NASSAU, BAHAMAS — While traditional enrollment is down about 22 percent, non-traditional enrollment at the Bahamas Technical and Vocational Institute (BTVI) is up, according to its president, Dr Robert Robertson.
Robertson, who was speaking at the signing of a memorandum of understanding (MoU) between the Ministry of Education and US-based networking solutions giant Cisco, noted that job security amid the pandemic has driven many to seek technical skills training.
“Our traditional student enrollment is down about 22 percent at BTVI, but our non-traditional enrollment for short courses is up. We see a lot of people concerned about employment and they are not really looking for a full academic programme like they were pre-pandemic,” he said.
Robertson noted that a recent survey of online students revealed that many students expressed the desire to continue their courses at the institute online as opposed to returning to full face-to-face instruction.
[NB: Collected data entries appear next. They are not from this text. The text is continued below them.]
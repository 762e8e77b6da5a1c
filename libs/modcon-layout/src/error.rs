//! Error types for modcon-layout

use thiserror::Error;

/// Layout model errors
#[derive(Debug, Error)]
pub enum LayoutError {
    #[error("Unknown data type: {0}")]
    UnknownDataType(String),

    #[error("Unknown byte order: {0}")]
    UnknownByteOrder(String),

    #[error("Unknown function code: {0}")]
    UnknownFunctionCode(u8),
}

pub type Result<T> = std::result::Result<T, LayoutError>;
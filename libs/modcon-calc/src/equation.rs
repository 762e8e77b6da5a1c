//! Scaling equations over the decoded value `x`
//!
//! User-supplied expressions are parsed and evaluated by the sandboxed
//! `evalexpr` engine; no host code is ever generated from them. An
//! equation is accepted at configuration time only if it references `x`
//! and survives a trial evaluation with `x = 1`.
//!
//! Supported syntax: numeric literals, `x`, `+ - * / % ^`, comparisons,
//! parentheses, and the registered bit helpers `shl(v, n)`, `shr(v, n)`,
//! `band(v, m)`, `bor(v, m)`.

use crate::error::{CalcError, Result};
use evalexpr::{ContextWithMutableFunctions, ContextWithMutableVariables, Value};
use regex::Regex;

/// A validated scaling equation
#[derive(Debug, Clone, PartialEq, Eq)]
pub struct ScalingEquation {
    text: String,
}

impl ScalingEquation {
    /// Validate and compile an equation
    ///
    /// Fails if the text does not reference `x` as a standalone symbol,
    /// or if the trial evaluation with `x = 1` errors.
    pub fn compile(text: &str) -> Result<Self> {
        let trimmed = text.trim();
        let re = Regex::new(r"\bx\b")
            .map_err(|e| CalcError::equation(format!("Regex error: {}", e)))?;
        if !re.is_match(trimmed) {
            return Err(CalcError::equation(format!(
                "equation '{}' does not reference the decoded value 'x'",
                trimmed
            )));
        }

        evaluate(trimmed, 1.0)?;
        Ok(Self {
            text: trimmed.to_string(),
        })
    }

    /// Evaluate against a decoded value
    pub fn evaluate(&self, x: f64) -> Result<f64> {
        evaluate(&self.text, x)
    }

    /// The stored equation text
    pub fn text(&self) -> &str {
        &self.text
    }
}

/// Evaluate an equation text with `x` bound to the given value
///
/// Total over the text: any parse or evaluation problem comes back as a
/// `CalcError`, never a panic.
pub fn evaluate(text: &str, x: f64) -> Result<f64> {
    let mut context = evalexpr::HashMapContext::new();
    context
        .set_value("x".to_string(), Value::from(x))
        .map_err(|e| CalcError::equation(format!("Failed to set variable x: {}", e)))?;

    register_bit_functions(&mut context)?;

    let result = evalexpr::eval_with_context(text, &context)
        .map_err(|e| CalcError::equation(format!("Failed to evaluate '{}': {}", text, e)))?;

    value_to_f64(result, text)
}

/// Register bit-manipulation helpers with the evalexpr context
///
/// evalexpr has no bitwise operators, so shifting and masking are exposed
/// as functions operating on the truncated integer value.
fn register_bit_functions(context: &mut evalexpr::HashMapContext) -> Result<()> {
    use evalexpr::{EvalexprError, Function};

    // Helper to convert Value to f64 (handles both Int and Float)
    fn to_f64(value: &Value) -> std::result::Result<f64, EvalexprError> {
        match value {
            Value::Float(f) => Ok(*f),
            Value::Int(i) => Ok(*i as f64),
            _ => Err(EvalexprError::expected_number(value.clone())),
        }
    }

    fn binary_int_args(args: &Value) -> std::result::Result<(i64, i64), EvalexprError> {
        let tuple = args.as_tuple()?;
        if tuple.len() != 2 {
            return Err(EvalexprError::expected_number(args.clone()));
        }
        Ok((to_f64(&tuple[0])? as i64, to_f64(&tuple[1])? as i64))
    }

    // shr(value, bits)
    context
        .set_function(
            "shr".to_string(),
            Function::new(|args| {
                let (value, bits) = binary_int_args(args)?;
                Ok(Value::Float((value >> (bits & 63)) as f64))
            }),
        )
        .map_err(|e| CalcError::equation(format!("Failed to register shr: {}", e)))?;

    // shl(value, bits)
    context
        .set_function(
            "shl".to_string(),
            Function::new(|args| {
                let (value, bits) = binary_int_args(args)?;
                Ok(Value::Float((value << (bits & 63)) as f64))
            }),
        )
        .map_err(|e| CalcError::equation(format!("Failed to register shl: {}", e)))?;

    // band(value, mask)
    context
        .set_function(
            "band".to_string(),
            Function::new(|args| {
                let (value, mask) = binary_int_args(args)?;
                Ok(Value::Float((value & mask) as f64))
            }),
        )
        .map_err(|e| CalcError::equation(format!("Failed to register band: {}", e)))?;

    // bor(value, mask)
    context
        .set_function(
            "bor".to_string(),
            Function::new(|args| {
                let (value, mask) = binary_int_args(args)?;
                Ok(Value::Float((value | mask) as f64))
            }),
        )
        .map_err(|e| CalcError::equation(format!("Failed to register bor: {}", e)))?;

    Ok(())
}

/// Convert evalexpr Value to f64
fn value_to_f64(value: Value, text: &str) -> Result<f64> {
    match value {
        Value::Float(f) => Ok(f),
        Value::Int(i) => Ok(i as f64),
        Value::Boolean(b) => Ok(if b { 1.0 } else { 0.0 }),
        _ => Err(CalcError::equation(format!(
            "Equation did not evaluate to a number: {}",
            text
        ))),
    }
}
“We will be virtual in spring of 2021 and try to supplement it with blended courses where if you are in technology, you can come and participate in boot camps with social distancing protocols. My sense is that with education generally — and particularly in The Bahamas — will move more aggressively toward virtual learning, meaning blended, partly online and partly on the ground,” said Robertson.
He noted that BTVI has established a centre for online and business education that currently offers more than 40 classes virtually across all of The Bahamas.
“We have an ICT program going into its third year, which is a dual enrollment program. Currently, it has 300 students and will be recruiting another 100 students,” said Robertson.